====== Listed records ======
//! Image processing: geometry, pixel operations and the codec seam.
//!
//! | Operation | Crate / function |
//! |---|---|
//! | **Decode / encode** | `image` codecs (JPEG, PNG, GIF) |
//! | **EXIF orientation** | `kamadak-exif` |
//! | **Resample** | `image::imageops::resize` (Triangle by default) |
//! | **Paint / composite** | `image::imageops::overlay` (alpha blending) |
//!
//! The module is split into:
//! - **Calculations**: Pure functions for placement math (unit testable)
//! - **Parameters**: Data structures describing what to produce
//! - **Codec**: [`Codec`] trait + [`RustCodec`]
//! - **Operations**: Pixel work driven by a computed [`Placement`]

mod calculations;
pub mod codec;
pub mod operations;
mod params;
pub mod rust_codec;

pub use calculations::{
    Placement, Rect, calculate_placement, calculate_watermark_placement, resolve_target,
};
pub use codec::{Codec, Decoded, Dimensions, ResizeError};
pub use params::{Fit, Mime, Quality, ResampleFilter, Rotation, TargetSpec};
pub use rust_codec::RustCodec;
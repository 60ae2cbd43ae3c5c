//! Pure calculation functions for output geometry.
//!
//! All functions here are pure and testable without any I/O or images.
//!
//! ## Rounding
//!
//! Ratios are computed in `f64`. Every size and offset is then rounded half
//! away from zero (`f64::round`), and sizes are clamped to at least one
//! pixel. The same rule applies to target resolution, blit sizes, centering
//! offsets and watermark placement.

use super::codec::Dimensions;
use super::params::Fit;

/// An axis-aligned pixel rectangle with a non-negative origin.
#[derive(Debug, Clone, Copy, PartialEq, Eq)]
pub struct Rect {
    pub x: u32,
    pub y: u32,
    pub width: u32,
    pub height: u32,
}

impl Rect {
    pub fn new(x: u32, y: u32, width: u32, height: u32) -> Self {
        Self {
            x,
            y,
            width,
            height,
        }
    }

    /// The whole of an image of size `dims`.
    pub fn full(dims: Dimensions) -> Self {
        Self::new(0, 0, dims.width, dims.height)
    }
}

/// Where a scaled source lands on an output canvas.
///
/// `blit`, `x` and `y` describe the full scaled source. Offsets are signed:
/// in [`Fit::Cover`] the blit overflows the canvas. `source` is the part of
/// the source image that stays visible, so only that window is resampled.
#[derive(Debug, Clone, Copy, PartialEq, Eq)]
pub struct Placement {
    /// Output canvas size.
    pub canvas: Dimensions,
    /// Size the whole source would be resampled to.
    pub blit: Dimensions,
    /// Top-left corner of the blit on the canvas.
    pub x: i64,
    pub y: i64,
    /// Source pixels that end up inside the canvas.
    pub source: Rect,
}

impl Placement {
    /// The part of the blit that lands on the canvas, in canvas coordinates.
    ///
    /// Empty (zero width or height) when the blit misses the canvas entirely.
    pub fn visible(&self) -> Rect {
        visible_window(self.canvas, self.blit, self.x, self.y)
    }
}

fn visible_window(canvas: Dimensions, blit: Dimensions, x: i64, y: i64) -> Rect {
    let (x0, x1) = clip_span(x, blit.width, canvas.width);
    let (y0, y1) = clip_span(y, blit.height, canvas.height);
    Rect::new(x0, y0, x1 - x0, y1 - y0)
}

/// Clip `[start, start + len)` to `[0, limit)`.
fn clip_span(start: i64, len: u32, limit: u32) -> (u32, u32) {
    let lo = start.clamp(0, limit as i64);
    let hi = (start + len as i64).clamp(lo, limit as i64);
    (lo as u32, hi as u32)
}

/// Map a visible window of the blit back onto source pixels along one axis.
///
/// `offset` is where the window starts inside the blit. The result stays
/// within `[0, src_len)` and is at least one pixel long.
fn source_span(offset: u32, len: u32, blit_len: u32, src_len: u32) -> (u32, u32) {
    let scale = src_len as f64 / blit_len as f64;
    let start = (round_offset(offset as f64 * scale).max(0) as u32).min(src_len - 1);
    let span = round_size(len as f64 * scale).min(src_len - start);
    (start, span)
}

fn source_window(source: Dimensions, blit: Dimensions, x: i64, y: i64, visible: Rect) -> Rect {
    let (sx, sw) = source_span(
        (visible.x as i64 - x) as u32,
        visible.width,
        blit.width,
        source.width,
    );
    let (sy, sh) = source_span(
        (visible.y as i64 - y) as u32,
        visible.height,
        blit.height,
        source.height,
    );
    Rect::new(sx, sy, sw, sh)
}

fn round_size(value: f64) -> u32 {
    (value.round() as u32).max(1)
}

fn round_offset(value: f64) -> i64 {
    value.round() as i64
}

/// Resolve a requested size against the source aspect ratio.
///
/// A single given dimension derives the other from the source ratio.
/// Returns `None` when neither is given (unscaled clone).
///
/// # Examples
/// ```
/// # use imgresize::imaging::{Dimensions, resolve_target};
/// let src = Dimensions::new(400, 200);
/// assert_eq!(resolve_target(src, Some(100), None), Some(Dimensions::new(100, 50)));
/// assert_eq!(resolve_target(src, None, Some(100)), Some(Dimensions::new(200, 100)));
/// assert_eq!(resolve_target(src, None, None), None);
/// ```
pub fn resolve_target(
    source: Dimensions,
    width: Option<u32>,
    height: Option<u32>,
) -> Option<Dimensions> {
    let src_w = source.width as f64;
    let src_h = source.height as f64;

    let (w, h) = match (width, height) {
        (None, None) => return None,
        (Some(w), Some(h)) => (w.max(1), h.max(1)),
        (Some(w), None) => (w.max(1), round_size(w as f64 * src_h / src_w)),
        (None, Some(h)) => (round_size(h as f64 * src_w / src_h), h.max(1)),
    };

    Some(Dimensions::new(w, h))
}

/// Compute where the source goes on a `target`-sized canvas.
///
/// Both policies compare the source ratio `w/h` against the target ratio
/// `ww/hh` and center the blit on the free axis. They pick opposite scale
/// factors for the same comparison:
///
/// - [`Fit::Letterbox`] takes the smaller scale so nothing overflows. A
///   relatively narrower source fills the height and is padded left/right;
///   otherwise it fills the width and is padded top/bottom.
/// - [`Fit::Cover`] takes the larger scale so nothing is left uncovered. A
///   relatively narrower source fills the width and is cropped top/bottom;
///   otherwise it fills the height and is cropped left/right.
///
/// For cover the canvas window is mapped back into source coordinates with
/// the same rounding, giving [`Placement::source`]. Letterbox keeps the
/// whole source.
pub fn calculate_placement(source: Dimensions, target: Dimensions, fit: Fit) -> Placement {
    let (w, h) = (source.width as f64, source.height as f64);
    let (ww, hh) = (target.width as f64, target.height as f64);

    let ratio = w / h;
    let right_ratio = ww / hh;

    let (blit, x, y) = match fit {
        Fit::Letterbox => {
            if ratio < right_ratio {
                let new_width = round_size(w * hh / h);
                let x = round_offset((ww - new_width as f64) / 2.0);
                (Dimensions::new(new_width, target.height), x, 0)
            } else {
                let new_height = round_size(h * ww / w);
                let y = round_offset((hh - new_height as f64) / 2.0);
                (Dimensions::new(target.width, new_height), 0, y)
            }
        }
        Fit::Cover => {
            if ratio < right_ratio {
                let new_height = round_size(h * ww / w);
                let y = round_offset((hh - new_height as f64) / 2.0);
                (Dimensions::new(target.width, new_height), 0, y)
            } else {
                let new_width = round_size(w * hh / h);
                let x = round_offset((ww - new_width as f64) / 2.0);
                (Dimensions::new(new_width, target.height), x, 0)
            }
        }
    };

    let crop = match fit {
        Fit::Letterbox => Rect::full(source),
        Fit::Cover => source_window(source, blit, x, y, visible_window(target, blit, x, y)),
    };

    Placement {
        canvas: target,
        blit,
        x,
        y,
        source: crop,
    }
}

/// Compute the watermark rectangle on a base image.
///
/// The mark is shown at `base.width / width_divisor`, never wider than its
/// native width, with height following the mark's ratio. It is anchored
/// `margin` pixels from the left edge and `margin` pixels above the bottom
/// edge.
pub fn calculate_watermark_placement(
    base: Dimensions,
    mark: Dimensions,
    margin: u32,
    width_divisor: u32,
) -> Placement {
    let native_w = mark.width as f64;
    let width = (base.width as f64 / width_divisor.max(1) as f64).min(native_w);
    let width = round_size(width);
    let height = round_size(width as f64 * mark.height as f64 / native_w);

    Placement {
        canvas: base,
        blit: Dimensions::new(width, height),
        x: margin as i64,
        y: base.height as i64 - height as i64 - margin as i64,
        source: Rect::full(mark),
    }
}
======
■ **Exercise**
Write out every line from the data above that includes "into".

■ **Solution below**
//! The module is split into:
/// For cover the canvas window is mapped back into source coordinates with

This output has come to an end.